The Cyber Innovation and Society Initiative is proud to bring important thought leaders to UVA to discuss topics in emerging technologies and their impact on society.  The talks are open to the UVA community and the general public.


Former United States Navy Admiral Michael Rogers
Wednesday, September 25, 2019 at 1:00 PM
Dome Room at the UVA Rotunda

Seating for the event has reached capacity. Live stream viewing is available here!

Co-Sponsor: National Security Policy Center

Talk Title: Cyber Threats, Civil Liberties, and National Security

Former US Navy Admiral Michael Rogers photo

Abstract: 

Admiral Mike Rogers will engage in a wide-ranging discussion of cybersecurity and privacy. ADM Rogers oversaw the NSA and led the standup of US Cyber Command in a period of turmoil over citizen privacy. He brings a perspective on how to preserve and protect the freedoms of US citizens who live in a technologically enabled world, but where criminals and adversaries seek to exploit the democratic values that underpin our society.

Biography:

Mike Rogers retired from the U.S. Navy in 2018 after nearly 37 years of naval service rising to the rank of four-star admiral.  He culminated his career with a four-year tour as Commander, U.S. Cyber Command and Director, National Security Agency – creating the DoD’s newest combatant command and running the U.S. government’s largest intelligence organization.  In those roles he worked with the leadership of the U.S. government, the DoD and the U.S. Intelligence community as well as their international counterparts in the conduct of cyber and intelligence activity across the globe.  He also assisted in the development of national and international policy with respect to cyber, intelligence and technology – including extensive work with corporate leadership in the Finance, IT, Telecommunications and Technology sectors. 
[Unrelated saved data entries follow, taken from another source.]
//! INI file configuration adapter.

use crate::domain::error::PricewatchError;
use crate::ports::config_port::ConfigPort;
use configparser::ini::Ini;
use std::path::Path;

pub struct FileConfigAdapter {
    config: Ini,
}

impl FileConfigAdapter {
    pub fn from_file<P: AsRef<Path>>(path: P) -> std::io::Result<Self> {
        let mut config = Ini::new();
        config.load(path).map_err(std::io::Error::other)?;
        Ok(Self { config })
    }

    pub fn from_string(content: &str) -> Result<Self, String> {
        let mut config = Ini::new();
        config.read(content.to_string())?;
        Ok(Self { config })
    }

    /// An adapter with no sections; every key reads as absent.
    pub fn empty() -> Self {
        Self { config: Ini::new() }
    }

    /// Trimmed value for `[section] key`; blank values count as absent.
    fn raw(&self, section: &str, key: &str) -> Option<String> {
        self.config
            .get(section, key)
            .map(|v| v.trim().to_string())
            .filter(|v| !v.is_empty())
    }

    fn typed<T>(
        &self,
        section: &str,
        key: &str,
        expected: &str,
        parse: impl Fn(&str) -> Option<T>,
    ) -> Result<Option<T>, PricewatchError> {
        let Some(raw) = self.raw(section, key) else {
            return Ok(None);
        };
        parse(&raw)
            .map(Some)
            .ok_or_else(|| PricewatchError::ConfigInvalid {
                section: section.to_string(),
                key: key.to_string(),
                reason: format!("expected {}, got `{}`", expected, raw),
            })
    }
}

fn parse_bool(value: &str) -> Option<bool> {
    match value.to_lowercase().as_str() {
        "true" | "yes" | "on" | "1" => Some(true),
        "false" | "no" | "off" | "0" => Some(false),
        _ => None,
    }
}

impl ConfigPort for FileConfigAdapter {
    fn get_string(&self, section: &str, key: &str) -> Option<String> {
        self.config.get(section, key)
    }

    fn get_u64(&self, section: &str, key: &str) -> Result<Option<u64>, PricewatchError> {
        self.typed(section, key, "a non-negative integer", |v| v.parse().ok())
    }

    fn get_bool(&self, section: &str, key: &str) -> Result<Option<bool>, PricewatchError> {
        self.typed(section, key, "a boolean (true/false, yes/no, on/off, 1/0)", parse_bool)
    }
}

#[cfg(test)]
mod tests {
    use super::*;
    use std::io::Write;
    use tempfile::NamedTempFile;

    fn create_temp_config(content: &str) -> NamedTempFile {
        let mut file = NamedTempFile::new().unwrap();
        write!(file, "{}", content).unwrap();
        file
    }

    #[test]
    fn from_string_parses_config() {
        let content = r#"
[paths]
watches = config/watches.json
state = data/state.json

[provider.garmin]
country = GB
"#;
        let adapter = FileConfigAdapter::from_string(content).unwrap();
        assert_eq!(
            adapter.get_string("paths", "watches"),
            Some("config/watches.json".to_string())
        );
        assert_eq!(
            adapter.get_string("provider.garmin", "country"),
            Some("GB".to_string())
        );
    }

    #[test]
    fn get_string_returns_none_for_missing_key() {
        let adapter = FileConfigAdapter::from_string("[paths]\nstate = s.json\n").unwrap();
        assert_eq!(adapter.get_string("paths", "missing"), None);
        assert_eq!(adapter.get_string("missing_section", "key"), None);
    }

    #[test]
    fn get_u64_parses_value() {
        let adapter = FileConfigAdapter::from_string("[http]\ntimeout_secs = 5\n").unwrap();
        assert_eq!(adapter.get_u64("http", "timeout_secs").unwrap(), Some(5));
    }

    #[test]
    fn get_u64_absent_is_none() {
        let adapter = FileConfigAdapter::from_string("[http]\n").unwrap();
        assert_eq!(adapter.get_u64("http", "missing").unwrap(), None);
        assert_eq!(adapter.get_u64("nowhere", "timeout_secs").unwrap(), None);
    }

    #[test]
    fn get_u64_rejects_non_numeric() {
        let adapter = FileConfigAdapter::from_string("[http]\ntimeout_secs = abc\n").unwrap();
        let err = adapter.get_u64("http", "timeout_secs").unwrap_err();
        assert!(matches!(
            err,
            PricewatchError::ConfigInvalid { ref section, ref key, ref reason }
                if section == "http" && key == "timeout_secs" && reason.contains("`abc`")
        ));
    }

    #[test]
    fn get_u64_rejects_negative() {
        let adapter = FileConfigAdapter::from_string("[http]\ntimeout_secs = -3\n").unwrap();
        assert!(adapter.get_u64("http", "timeout_secs").is_err());
    }

    #[test]
    fn get_bool_accepts_common_spellings() {
        let adapter = FileConfigAdapter::from_string(
            "[notify]\na = true\nb = YES\nc = on\nd = 0\ne = no\nf = False\n",
        )
        .unwrap();
        for key in ["a", "b", "c"] {
            assert_eq!(adapter.get_bool("notify", key).unwrap(), Some(true), "{key}");
        }
        for key in ["d", "e", "f"] {
            assert_eq!(adapter.get_bool("notify", key).unwrap(), Some(false), "{key}");
        }
    }

    #[test]
    fn get_bool_absent_is_none() {
        let adapter = FileConfigAdapter::from_string("[notify]\n").unwrap();
        assert_eq!(adapter.get_bool("notify", "log_events").unwrap(), None);
    }

    #[test]
    fn get_bool_rejects_garbage() {
        let adapter = FileConfigAdapter::from_string("[notify]\nlog_events = maybe\n").unwrap();
        assert!(matches!(
            adapter.get_bool("notify", "log_events"),
            Err(PricewatchError::ConfigInvalid { .. })
        ));
    }

    #[test]
    fn empty_adapter_has_no_values() {
        let adapter = FileConfigAdapter::empty();
        assert_eq!(adapter.get_string("paths", "state"), None);
        assert_eq!(adapter.get_u64("http", "timeout_secs").unwrap(), None);
        assert_eq!(adapter.get_bool("notify", "log_events").unwrap(), None);
    }

    #[test]
    fn from_file_reads_config() {
        let content = "[provider.garmin]\ntemplate = https://example.com/{country}/{sku}\n";
        let file = create_temp_config(content);
        let adapter = FileConfigAdapter::from_file(file.path()).unwrap();
        assert_eq!(
            adapter.get_string("provider.garmin", "template"),
            Some("https://example.com/{country}/{sku}".to_string())
        );
    }

    #[test]
    fn from_file_returns_error_for_missing_file() {
        let result = FileConfigAdapter::from_file("/nonexistent/path/pricewatch.ini");
        assert!(result.is_err());
    }
}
Admiral Rogers is currently supporting companies in the private sector, serving as a member of various Boards or acting as a Senior Advisor.  He also speaks globally to various business and academic groups and is working internationally in the cyber and national security arenas.   He is a Senior Fellow and Adjunct Professor with Northwestern University’s Kellogg School of Managements’ Public Private Initiative and a member of the advisory board of the Australian American Leadership Dialogue and NATO’s Cooperative Cyber Defense Center of Excellence. He is also a member of the United States Naval Institute Board of Directors and works with the National Defense University in the mentoring and professional development of DoD Flag and General officers.

 


Past Events

 

Tarleton Gillespie, Principal Researcher, Microsoft Research
Monday, September 24, 2018, 3:30 pm - 5:00 pm
Dome Room at the UVA Rotunda
Seating is limited - register by clicking here

Tarleton Gillespie head shot

Talk Title:  Custodians of the Internet: Platforms, Content Moderation, and the Hidden Decisions that Shape Social Media

Abstract: While most social media users want their chosen platforms free from harassment and porn, they also want to see the content they choose to see. This means platforms face an irreconcilable contradiction: while platforms promise an open space for participation and community, every one of them imposes rules of some kind. In the early days of social media, content moderation was hidden away, even disavowed. But the illusion of the open platform has, in recent years, begun to crumble.  Today, content moderation has never been more important, or more controversial. In his new book, Custodians of the Internet: Platforms, content moderation, and the hidden decisions that shape social media, Tarleton Gillespie explains how social media platforms police what we post online – and the societal impact of these decisions. Content moderation has never been ancillary or after-the-fact – it is crucial and definitional to what platforms do. Platforms can no longer duck the responsibility of being better custodians to the massive and contested public realm they have helped bring into being. But what are those companies’ responsibilities to the public?

Biography: Tarleton Gillespie is a principal researcher at Microsoft Research, an affiliated associate professor in the Department of Communication and Department of Information Science at Cornell University, co-founder of the blog Culture Digitally, author of Wired Shut: Copyright and the Shape of Digital Culture (MIT, 2007) , co-editor of Media Technologies: Essays on Communication, Materiality, and Society (MIT, 2014), and author of Custodians of the Internet: Platforms, Content Moderation, and the Hidden Decisions that Shape Social Media (Yale, 2018).


Bill Maurer, Director, UC Irvine, Institute for Money, Technology and Financial Inclusion
Monday, October 22, 2018, 3:30 pm - 5:00 pm
Dome Room at the UVA Rotunda
Co-sponsors: Department of Anthropology
Seating is limited - register by clicking here

Bill Maurer photo

Talk Title:  That Touch of Money: The Cashless Past, Some Cashless Futures, and the Public Good

Abstract:  Jumping off from political and humanitarian calls for the abolition of physical banknotes, this talk situates the most recent arguments for a cashless future in the context of the history of money, accounting, and payment technologies. It considers how new technological systems have reopened a political discussion over the nature and function of money and its materiality, while at the same time reflecting back on the affordances of technologies of accounting that would obviate the need for physical currency. The devil is in the material details, however: drawing on the archaeological record and considering the more recent history of technology, from the Automated Clearing House to cryptocurrencies, the talk will question the political ramifications of a cashless future that does not account for the relations of inequality underlying any money form.

Biography:  Bill Maurer, Ph.D., is dean of the School of Social Sciences and professor of anthropology; criminology, law and society; and law at the University of California, Irvine. An anthropologist, he is one of the world’s leading experts on money’s artifacts and technological systems, from cowrie shells to credit cards. He is the author of numerous books and articles, including most recently, How Would You Like to Pay? How Technology is Changing the Future of Money, and recently edited (with Lana Swartz) Paid: Tales of Dongles, Checks, and Other Money Stuff. As director of the Institute for Money, Technology and Financial Inclusion (www.imtfi.uci.edu), which was funded by the Bill & Melinda Gates Foundation, Maurer coordinates research in over 40 countries on how new payment technologies impact poor people’s well-being. He is a fellow of the American Association for the Advancement of Science and received his bachelor’s degree in anthropology from Vassar College and his master’s and doctoral degrees in anthropology from Stanford University.